▶ [What to work on]: Which lines below include the string "Result"? Please show each one.

▶ [Information shown]:
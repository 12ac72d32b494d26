//! Entity lookup capability and in-memory implementation.
//!
//! The hydrator never loads entities itself. Incoming plain data carries
//! primary keys; an `EntityResolver` turns them back into live handles.

use crate::model::entity::{Entity, EntityId, EntityRef};
use std::collections::BTreeMap;
use std::error::Error;
use std::fmt::{Display, Formatter};

/// Looks up live entity handles by kind and primary key.
pub trait EntityResolver {
    fn find(&self, kind: &str, id: EntityId) -> Option<EntityRef>;
}

/// In-memory store errors.
#[derive(Debug, Clone, PartialEq, Eq)]
pub enum StoreError {
    /// Only persisted entities can be indexed by key.
    MissingId(String),
    DuplicateEntity { kind: String, id: EntityId },
}

impl Display for StoreError {
    fn fmt(&self, f: &mut Formatter<'_>) -> std::fmt::Result {
        match self {
            Self::MissingId(kind) => write!(f, "cannot store transient `{kind}` entity"),
            Self::DuplicateEntity { kind, id } => {
                write!(f, "entity already stored: {kind}#{id}")
            }
        }
    }
}

impl Error for StoreError {}

/// Keyed in-memory entity map.
#[derive(Debug, Default)]
pub struct EntityStore {
    entries: BTreeMap<(String, EntityId), EntityRef>,
}

impl EntityStore {
    pub fn new() -> Self {
        Self::default()
    }

    /// Stores one persisted entity and returns its shared handle.
    pub fn insert(&mut self, entity: Entity) -> Result<EntityRef, StoreError> {
        let handle = entity.into_ref();
        self.insert_ref(handle.clone())?;
        Ok(handle)
    }

    /// Stores an existing handle so later lookups return the same identity.
    pub fn insert_ref(&mut self, handle: EntityRef) -> Result<(), StoreError> {
        let id = handle
            .id()
            .ok_or_else(|| StoreError::MissingId(handle.kind().to_string()))?;
        let key = (handle.kind().to_string(), id);
        if self.entries.contains_key(&key) {
            return Err(StoreError::DuplicateEntity { kind: key.0, id });
        }
        self.entries.insert(key, handle);
        Ok(())
    }

    pub fn len(&self) -> usize {
        self.entries.len()
    }

    pub fn is_empty(&self) -> bool {
        self.entries.is_empty()
    }
}

impl EntityResolver for EntityStore {
    fn find(&self, kind: &str, id: EntityId) -> Option<EntityRef> {
        self.entries.get(&(kind.to_string(), id)).cloned()
    }
}
//! Domain object model used by hydration and collection reconciliation.
//!
//! # Responsibility
//! - Define the entity shape the hydrator reads from and writes into.
//! - Provide shared entity handles whose identity survives cloning.
//! - Define the lookup capability used to turn incoming ids into handles.
//!
//! # Invariants
//! - An entity's `kind` and primary key never change after construction.
//! - Cloning an `EntityRef` never creates a new identity.

pub mod entity;
pub mod store;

▶ [Response below]:
    fn fmt(&self, f: &mut Formatter<'_>) -> std::fmt::Result {
    pub fn insert(&mut self, entity: Entity) -> Result<EntityRef, StoreError> {
    pub fn insert_ref(&mut self, handle: EntityRef) -> Result<(), StoreError> {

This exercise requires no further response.